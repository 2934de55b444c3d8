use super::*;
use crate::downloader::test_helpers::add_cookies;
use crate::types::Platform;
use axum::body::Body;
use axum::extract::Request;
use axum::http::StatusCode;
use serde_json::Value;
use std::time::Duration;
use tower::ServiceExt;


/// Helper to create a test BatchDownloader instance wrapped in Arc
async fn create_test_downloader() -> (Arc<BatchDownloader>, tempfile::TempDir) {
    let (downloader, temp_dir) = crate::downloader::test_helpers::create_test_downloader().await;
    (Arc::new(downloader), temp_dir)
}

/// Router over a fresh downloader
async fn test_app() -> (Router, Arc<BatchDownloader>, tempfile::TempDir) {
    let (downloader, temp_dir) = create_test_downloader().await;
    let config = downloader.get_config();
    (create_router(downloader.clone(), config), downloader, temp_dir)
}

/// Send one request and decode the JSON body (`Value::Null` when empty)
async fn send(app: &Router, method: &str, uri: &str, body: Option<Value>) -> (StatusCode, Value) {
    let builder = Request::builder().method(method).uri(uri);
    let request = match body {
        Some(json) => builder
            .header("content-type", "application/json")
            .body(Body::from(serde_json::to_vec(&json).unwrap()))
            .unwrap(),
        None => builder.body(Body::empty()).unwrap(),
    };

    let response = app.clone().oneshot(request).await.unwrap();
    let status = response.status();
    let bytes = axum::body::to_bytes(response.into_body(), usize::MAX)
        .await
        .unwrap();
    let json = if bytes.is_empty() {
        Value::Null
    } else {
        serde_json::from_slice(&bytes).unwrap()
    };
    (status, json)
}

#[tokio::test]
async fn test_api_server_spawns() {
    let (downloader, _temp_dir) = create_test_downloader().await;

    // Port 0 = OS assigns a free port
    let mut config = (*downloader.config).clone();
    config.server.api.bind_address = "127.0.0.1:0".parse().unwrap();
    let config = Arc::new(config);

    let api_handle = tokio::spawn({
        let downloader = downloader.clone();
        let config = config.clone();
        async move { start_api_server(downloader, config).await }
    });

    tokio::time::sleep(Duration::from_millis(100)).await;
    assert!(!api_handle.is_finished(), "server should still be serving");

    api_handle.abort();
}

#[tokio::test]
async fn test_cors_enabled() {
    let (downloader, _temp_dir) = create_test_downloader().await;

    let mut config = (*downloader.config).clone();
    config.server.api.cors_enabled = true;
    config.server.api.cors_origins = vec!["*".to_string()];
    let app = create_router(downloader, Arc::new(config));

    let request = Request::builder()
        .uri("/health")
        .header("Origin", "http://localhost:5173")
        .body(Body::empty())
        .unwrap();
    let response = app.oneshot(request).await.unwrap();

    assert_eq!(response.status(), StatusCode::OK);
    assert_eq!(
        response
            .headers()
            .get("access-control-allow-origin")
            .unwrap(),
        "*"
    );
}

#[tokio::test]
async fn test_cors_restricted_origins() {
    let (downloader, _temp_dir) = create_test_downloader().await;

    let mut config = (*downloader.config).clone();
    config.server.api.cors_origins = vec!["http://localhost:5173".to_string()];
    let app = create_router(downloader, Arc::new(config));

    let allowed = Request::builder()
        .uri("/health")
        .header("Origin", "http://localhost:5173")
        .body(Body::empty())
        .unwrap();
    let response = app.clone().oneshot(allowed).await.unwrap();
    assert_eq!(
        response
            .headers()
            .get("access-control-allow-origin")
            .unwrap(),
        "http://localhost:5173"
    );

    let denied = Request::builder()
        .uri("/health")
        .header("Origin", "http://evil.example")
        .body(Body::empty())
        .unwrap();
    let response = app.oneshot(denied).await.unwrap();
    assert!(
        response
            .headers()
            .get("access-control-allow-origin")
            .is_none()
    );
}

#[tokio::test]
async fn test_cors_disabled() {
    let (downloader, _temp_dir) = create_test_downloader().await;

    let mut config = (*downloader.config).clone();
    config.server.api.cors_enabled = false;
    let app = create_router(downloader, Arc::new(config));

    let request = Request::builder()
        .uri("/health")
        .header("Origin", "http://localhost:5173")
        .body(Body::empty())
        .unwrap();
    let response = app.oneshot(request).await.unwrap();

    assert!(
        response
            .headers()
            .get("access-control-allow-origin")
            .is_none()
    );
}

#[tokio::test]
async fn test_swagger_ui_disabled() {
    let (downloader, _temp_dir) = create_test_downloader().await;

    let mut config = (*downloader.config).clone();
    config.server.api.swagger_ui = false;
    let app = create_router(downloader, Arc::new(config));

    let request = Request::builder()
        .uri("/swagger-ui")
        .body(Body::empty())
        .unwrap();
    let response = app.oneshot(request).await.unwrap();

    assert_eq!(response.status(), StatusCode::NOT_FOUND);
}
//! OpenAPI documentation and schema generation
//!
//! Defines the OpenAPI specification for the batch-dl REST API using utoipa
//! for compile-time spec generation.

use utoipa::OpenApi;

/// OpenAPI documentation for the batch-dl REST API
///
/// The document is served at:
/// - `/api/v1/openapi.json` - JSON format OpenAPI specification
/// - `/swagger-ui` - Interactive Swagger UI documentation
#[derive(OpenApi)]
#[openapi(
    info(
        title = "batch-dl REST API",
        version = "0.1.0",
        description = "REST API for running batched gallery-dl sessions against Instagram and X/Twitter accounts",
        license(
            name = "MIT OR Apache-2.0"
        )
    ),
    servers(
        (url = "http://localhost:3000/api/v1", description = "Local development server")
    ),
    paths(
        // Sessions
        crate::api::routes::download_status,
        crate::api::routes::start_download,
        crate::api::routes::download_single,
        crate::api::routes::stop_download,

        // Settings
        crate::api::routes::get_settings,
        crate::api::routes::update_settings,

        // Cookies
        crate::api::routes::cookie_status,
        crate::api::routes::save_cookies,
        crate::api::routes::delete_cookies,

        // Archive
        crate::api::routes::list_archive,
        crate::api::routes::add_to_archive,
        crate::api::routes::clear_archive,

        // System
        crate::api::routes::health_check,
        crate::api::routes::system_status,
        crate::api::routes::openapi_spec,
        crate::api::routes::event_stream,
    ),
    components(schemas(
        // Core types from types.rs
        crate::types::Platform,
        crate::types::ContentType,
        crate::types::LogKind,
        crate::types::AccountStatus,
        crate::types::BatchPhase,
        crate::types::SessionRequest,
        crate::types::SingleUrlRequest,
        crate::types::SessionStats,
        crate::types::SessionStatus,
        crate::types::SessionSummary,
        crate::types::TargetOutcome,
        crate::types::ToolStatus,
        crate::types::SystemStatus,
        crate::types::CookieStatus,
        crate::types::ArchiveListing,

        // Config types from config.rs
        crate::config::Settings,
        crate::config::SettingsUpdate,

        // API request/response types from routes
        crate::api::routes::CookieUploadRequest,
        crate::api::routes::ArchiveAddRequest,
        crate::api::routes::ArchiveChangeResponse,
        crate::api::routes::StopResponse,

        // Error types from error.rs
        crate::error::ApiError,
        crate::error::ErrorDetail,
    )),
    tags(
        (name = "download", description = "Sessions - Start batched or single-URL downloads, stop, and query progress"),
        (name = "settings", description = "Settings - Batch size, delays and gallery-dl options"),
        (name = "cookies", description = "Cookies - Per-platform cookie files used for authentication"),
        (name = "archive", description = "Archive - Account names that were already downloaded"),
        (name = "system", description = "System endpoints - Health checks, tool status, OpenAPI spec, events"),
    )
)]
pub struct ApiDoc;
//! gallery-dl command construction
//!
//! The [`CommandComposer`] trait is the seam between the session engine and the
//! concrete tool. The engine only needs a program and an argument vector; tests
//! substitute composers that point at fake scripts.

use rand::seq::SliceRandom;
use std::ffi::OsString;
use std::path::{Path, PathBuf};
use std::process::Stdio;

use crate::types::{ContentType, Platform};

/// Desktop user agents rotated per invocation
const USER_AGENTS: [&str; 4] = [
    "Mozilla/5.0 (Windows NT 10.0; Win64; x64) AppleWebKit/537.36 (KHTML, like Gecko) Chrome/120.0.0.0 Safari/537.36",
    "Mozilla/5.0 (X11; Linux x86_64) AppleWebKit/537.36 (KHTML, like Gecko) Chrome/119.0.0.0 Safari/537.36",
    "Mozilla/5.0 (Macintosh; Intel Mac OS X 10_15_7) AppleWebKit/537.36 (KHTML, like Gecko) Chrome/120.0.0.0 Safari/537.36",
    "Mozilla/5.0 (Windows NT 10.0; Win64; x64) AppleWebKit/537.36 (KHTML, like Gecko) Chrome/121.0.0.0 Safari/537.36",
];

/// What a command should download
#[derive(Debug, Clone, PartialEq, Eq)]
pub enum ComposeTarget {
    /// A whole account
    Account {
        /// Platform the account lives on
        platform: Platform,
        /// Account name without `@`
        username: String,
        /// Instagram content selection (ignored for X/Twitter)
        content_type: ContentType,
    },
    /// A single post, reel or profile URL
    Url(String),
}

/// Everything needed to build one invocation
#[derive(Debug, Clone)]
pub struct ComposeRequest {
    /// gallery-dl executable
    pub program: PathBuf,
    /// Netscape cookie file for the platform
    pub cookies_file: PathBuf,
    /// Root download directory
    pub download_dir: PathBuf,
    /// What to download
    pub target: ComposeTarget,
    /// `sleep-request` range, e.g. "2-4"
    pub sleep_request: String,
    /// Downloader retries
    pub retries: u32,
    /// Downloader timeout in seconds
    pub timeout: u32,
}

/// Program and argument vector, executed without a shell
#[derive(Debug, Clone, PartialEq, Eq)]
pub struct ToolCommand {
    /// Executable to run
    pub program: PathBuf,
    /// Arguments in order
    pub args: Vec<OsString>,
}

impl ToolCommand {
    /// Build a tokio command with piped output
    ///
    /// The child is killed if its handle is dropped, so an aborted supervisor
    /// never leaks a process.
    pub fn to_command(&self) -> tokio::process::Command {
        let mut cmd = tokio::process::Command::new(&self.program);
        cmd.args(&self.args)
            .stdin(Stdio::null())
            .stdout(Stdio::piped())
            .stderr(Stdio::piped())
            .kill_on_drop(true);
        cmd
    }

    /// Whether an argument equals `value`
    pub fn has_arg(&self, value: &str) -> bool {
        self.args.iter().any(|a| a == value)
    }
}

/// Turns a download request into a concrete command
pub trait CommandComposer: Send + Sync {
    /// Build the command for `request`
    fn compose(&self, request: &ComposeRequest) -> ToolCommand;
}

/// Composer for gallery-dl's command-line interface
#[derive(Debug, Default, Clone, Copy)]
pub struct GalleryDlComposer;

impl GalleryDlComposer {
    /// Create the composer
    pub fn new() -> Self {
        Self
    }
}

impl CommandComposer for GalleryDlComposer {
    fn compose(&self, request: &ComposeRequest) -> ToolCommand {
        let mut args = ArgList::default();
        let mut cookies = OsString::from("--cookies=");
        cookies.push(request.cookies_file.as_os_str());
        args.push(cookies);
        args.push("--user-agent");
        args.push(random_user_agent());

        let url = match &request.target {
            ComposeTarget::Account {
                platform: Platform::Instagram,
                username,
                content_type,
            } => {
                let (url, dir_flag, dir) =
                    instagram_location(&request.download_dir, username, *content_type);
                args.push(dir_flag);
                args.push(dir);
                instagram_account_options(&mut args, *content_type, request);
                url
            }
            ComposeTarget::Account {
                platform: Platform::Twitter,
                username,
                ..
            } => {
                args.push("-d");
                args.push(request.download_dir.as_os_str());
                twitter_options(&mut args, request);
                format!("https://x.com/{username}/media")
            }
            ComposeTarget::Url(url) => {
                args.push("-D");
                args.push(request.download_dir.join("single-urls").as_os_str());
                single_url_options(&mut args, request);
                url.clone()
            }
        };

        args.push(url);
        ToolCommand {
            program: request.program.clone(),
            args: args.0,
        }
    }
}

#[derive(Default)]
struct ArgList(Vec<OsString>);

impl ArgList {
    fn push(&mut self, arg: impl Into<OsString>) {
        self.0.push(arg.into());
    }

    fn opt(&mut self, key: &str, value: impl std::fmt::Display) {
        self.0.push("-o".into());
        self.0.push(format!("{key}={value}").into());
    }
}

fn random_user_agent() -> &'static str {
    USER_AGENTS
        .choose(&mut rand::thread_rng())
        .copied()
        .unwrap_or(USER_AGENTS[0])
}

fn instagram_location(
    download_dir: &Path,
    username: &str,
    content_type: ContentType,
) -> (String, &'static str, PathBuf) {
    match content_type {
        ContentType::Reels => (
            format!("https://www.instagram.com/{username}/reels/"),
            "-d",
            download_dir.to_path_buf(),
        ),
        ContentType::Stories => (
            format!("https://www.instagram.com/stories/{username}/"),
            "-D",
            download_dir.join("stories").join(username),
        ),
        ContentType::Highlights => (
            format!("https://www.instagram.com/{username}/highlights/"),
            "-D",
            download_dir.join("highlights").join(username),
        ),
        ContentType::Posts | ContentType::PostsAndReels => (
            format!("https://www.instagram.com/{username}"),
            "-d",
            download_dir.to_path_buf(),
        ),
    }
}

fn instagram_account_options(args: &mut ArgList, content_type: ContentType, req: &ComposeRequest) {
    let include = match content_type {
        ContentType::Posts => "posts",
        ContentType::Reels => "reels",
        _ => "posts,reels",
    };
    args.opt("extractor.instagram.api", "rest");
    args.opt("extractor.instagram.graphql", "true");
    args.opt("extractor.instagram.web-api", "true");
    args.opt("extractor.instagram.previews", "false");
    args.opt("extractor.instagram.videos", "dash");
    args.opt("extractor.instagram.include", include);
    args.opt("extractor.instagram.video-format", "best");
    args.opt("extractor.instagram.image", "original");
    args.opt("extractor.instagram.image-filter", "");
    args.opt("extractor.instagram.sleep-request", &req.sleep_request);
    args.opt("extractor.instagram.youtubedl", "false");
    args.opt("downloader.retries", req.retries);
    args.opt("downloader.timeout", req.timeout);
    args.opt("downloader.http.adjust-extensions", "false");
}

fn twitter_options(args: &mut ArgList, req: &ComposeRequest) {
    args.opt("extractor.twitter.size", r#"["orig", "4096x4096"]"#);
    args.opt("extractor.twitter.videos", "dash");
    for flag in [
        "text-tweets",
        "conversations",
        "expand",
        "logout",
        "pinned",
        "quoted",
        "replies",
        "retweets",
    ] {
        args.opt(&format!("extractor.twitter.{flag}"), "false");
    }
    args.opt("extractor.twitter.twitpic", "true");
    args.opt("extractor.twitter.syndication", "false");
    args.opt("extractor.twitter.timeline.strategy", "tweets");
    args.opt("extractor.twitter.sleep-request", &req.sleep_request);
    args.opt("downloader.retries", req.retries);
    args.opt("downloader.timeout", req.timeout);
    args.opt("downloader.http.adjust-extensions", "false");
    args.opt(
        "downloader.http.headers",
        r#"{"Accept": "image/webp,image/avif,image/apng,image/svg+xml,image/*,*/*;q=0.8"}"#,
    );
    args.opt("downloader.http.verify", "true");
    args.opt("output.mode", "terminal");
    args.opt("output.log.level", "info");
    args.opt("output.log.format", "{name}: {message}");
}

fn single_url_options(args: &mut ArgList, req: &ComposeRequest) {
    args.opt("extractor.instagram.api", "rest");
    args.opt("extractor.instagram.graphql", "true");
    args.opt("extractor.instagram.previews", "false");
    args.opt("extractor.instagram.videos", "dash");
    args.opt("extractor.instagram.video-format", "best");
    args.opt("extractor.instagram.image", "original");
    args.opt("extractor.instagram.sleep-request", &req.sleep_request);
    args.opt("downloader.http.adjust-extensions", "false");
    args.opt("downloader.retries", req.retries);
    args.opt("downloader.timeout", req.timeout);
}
::::::
Each line from the start of the listing above through the line containing "wrapped in Arc" should be copied exactly, please, with no other lines added.

repository 2934de55b444c3d8
use super::*;
use crate::downloader::test_helpers::add_cookies;
use crate::types::Platform;
use axum::body::Body;
use axum::extract::Request;
use axum::http::StatusCode;
use serde_json::Value;
use std::time::Duration;
use tower::ServiceExt;


/// Helper to create a test BatchDownloader instance wrapped in Arc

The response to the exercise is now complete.